Outra troca semelhante se deu em América. Menos espaço na
tela – e no coração de Sol (Debora Secco) - para Tião (Murilo Benício), mais para Ed (Caco Ciocler). É desnecessário expor a vantagem que uma
novela tem quando o núcleo principal como um todo conquista o público e segue assim
ao longo da trama. Mudanças causadas por opiniões do público nunca é um bom
sinal.
Se por um lado João Emanuel Carneiro (Avenida Brasil, A
Favorita) prefere ter um elenco bem enxuto, Glória Perez não se preocupa em
alongar sua lista de astros. A última trama de João teve 32 personagens fixos
contra 96 da atual novela das 21h. As duas opções tem prós e contras. Ter menos
pessoas implica em menos tramas, o que cativa com mais facilidade a atenção do
espectador. Os atores, por outro lado, ficam exaustos. Mais personagens torna a
história confusa, com passagens frívolas e alguns atores se sentem abandonados.
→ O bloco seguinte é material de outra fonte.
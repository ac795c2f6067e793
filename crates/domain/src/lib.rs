//! # OpsBoard Domain
//!
//! Business domain types and models for OpsBoard.
//!
//! This crate contains:
//! - Raw sheet data types (CellValue, RawRow, Sheet)
//! - Derived record types (UtilizationRecord, CallRecord, CallAggregate)
//! - Filter, sort and report value types
//! - Engine configuration (alias tables, weights, thresholds)
//! - Domain error types and Result definitions
//!
//! ## Architecture
//! - No dependencies on other OpsBoard crates
//! - Only external dependencies allowed
//! - Pure domain models and data structures

pub mod config;
pub mod constants;
pub mod errors;
pub mod fields;
pub mod macros;
pub mod types;

// Re-export commonly used items
pub use config::*;
pub use errors::*;
pub use types::*;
Ademais, gera uma série de furos, perde-se dados. Fatores esses que geram
reclamações como o delegado colega de Helô não reconhecer Wanda ou Érica
(Flávia Alessandra) ter carro e precisar de táxi para fazer sua mudança para a
casa de Téo. Isso me lembra do seriado Lost. Os espectadores se impressionavam
com Hurley, que não emagreceu um kilo sequer estando mais de 100 dias na ilha e
com Locke ter embarcado no avião portando uma mala cheia de facas. Ainda mais depois do
“11 de setembro”! Mas o fato de um avião
cair no meio de uma praia e a maior parte das pessoas sobreviver não parecia
ser um problema. Da mesma forma, Morena, que de casa 10 palavras solta 9 gírias,
bate o maior papo com turcos que tem pouco ou nada a ver com o Brasil.
Conclui-se que público já está acostumado com esse tipo de liberdade narrativa.
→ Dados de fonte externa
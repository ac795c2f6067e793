//! Example: Building reports from a JSON workbook
//!
//! Loads the engine configuration the same way the service does (explicit
//! `OPSBOARD_CONFIG`, then `opsboard.toml`/`opsboard.json` next to the
//! binary or in the working directory, then built-in defaults), reads a
//! workbook and prints the report as JSON.
//!
//! Run with a workbook exported by the sheet tooling:
//!
//! ```bash
//! cargo run -p opsboard-infra --example utilization_report -- march.json
//! cargo run -p opsboard-infra --example utilization_report -- calls.json calls
//! ```
//!
//! Without arguments a small built-in workbook is used. Set `RUST_LOG=debug`
//! to see the ingestion logs.

use std::sync::Arc;

use opsboard_core::{IngestionService, ReportService};
use opsboard_domain::{CallReportRequest, SortSpec, UtilizationReportRequest};
use opsboard_infra::{config, init_tracing, JsonWorkbookSource, LogFormat, SystemClock};

const SAMPLE_WORKBOOK: &str = r#"{
  "sheets": [
    { "name": "Week 1",
      "rows": [
        { "Date": "2024-03-03", "Shift": "Morning", "Name": "Ali", "VIP": 12, "Coaching": 6 },
        { "Date": "2024-03-03", "Shift": "Night", "Name": "Sara", "Voice - What's App": 20 },
        { "Date": "2024-03-04", "Shift": "Annual", "Name": "Sara" },
        { "Date": "2024-03-04", "Shift": "Morning", "Name": "Ali", "Overall Actual time": 470 }
      ] }
  ]
}"#;

fn main() -> anyhow::Result<()> {
    init_tracing(LogFormat::Text)?;

    println!("OpsBoard Report Example");
    println!("=======================\n");

    let engine_config = Arc::new(config::load()?);
    println!("✓ Configuration loaded");
    println!("  Default day:      {} min", engine_config.default_day_minutes);
    println!("  Short call limit: {} min\n", engine_config.short_call_threshold_minutes);

    let mut args = std::env::args().skip(1);
    let source = match args.next() {
        Some(path) => JsonWorkbookSource::from_path(path),
        None => {
            println!("ℹ️  No workbook given, using the built-in sample\n");
            JsonWorkbookSource::from_json_str(SAMPLE_WORKBOOK)
        }
    };
    let calls_mode = args.next().is_some_and(|mode| mode.eq_ignore_ascii_case("calls"));

    let ingestion = IngestionService::new(Arc::clone(&engine_config));
    let reports = ReportService::new(engine_config, Arc::new(SystemClock));

    let json = if calls_mode {
        let records = ingestion.load_calls(&source)?;
        let request =
            CallReportRequest { sort: Some(SortSpec::natural("totalCalls")), ..Default::default() };
        let report = reports.call_report(&records, &request);
        println!("✓ {} calls from {} monitors", report.records.len(), report.aggregates.len());
        serde_json::to_string_pretty(&report)?
    } else {
        let records = ingestion.load_utilization(&source)?;
        let report = reports.utilization_report(&records, &UtilizationReportRequest::default());
        println!("✓ {} rows for {} employees", report.records.len(), report.employees.len());
        println!(
            "  Top performer: {} ({:.1}%)",
            report.kpis.top_performer.name, report.kpis.top_performer.score
        );
        serde_json::to_string_pretty(&report)?
    };

    println!("\n{json}");
    Ok(())
}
Mas voltando ao número excessivo de coadjuvantes. Eles
despertam pouco interesse no início da trama, parecem soltos, criados para
“encher linguiça”. Mas considero instigante como esses mesmos se tornam cada
vez mais peças fundamentais na solução da trama central. Dessa forma, o excesso
de personagens se torna um estilo narrativo elegante. É o caso dos chamados
filmes multi-plot ou multi-enredos, presentes nas filmografias de Robert Altman
(Nashville e Shortcuts), P.T. Anderson (Boogie Nights e Magnólia), Alejandro González Iñárritu (21 gramas, Amores Brutos e, mais notável em Babel), além do recente 360, de Fernando
Meirelles. Nesses filmes, histórias sem uma conexão clara são contadas
paralelamente. Porém no final sempre é possível ver a convergência desses
enredos, seja fisicamente, seja em suas essências. Pode-se dizer que Salve
Jorge tem esse trunfo. Mas perde a credibilidade pelos já citados furos. O
perfil de cada personagem deve ser muito organizado quando a quantidade usual de tramas para meio é extrapolado.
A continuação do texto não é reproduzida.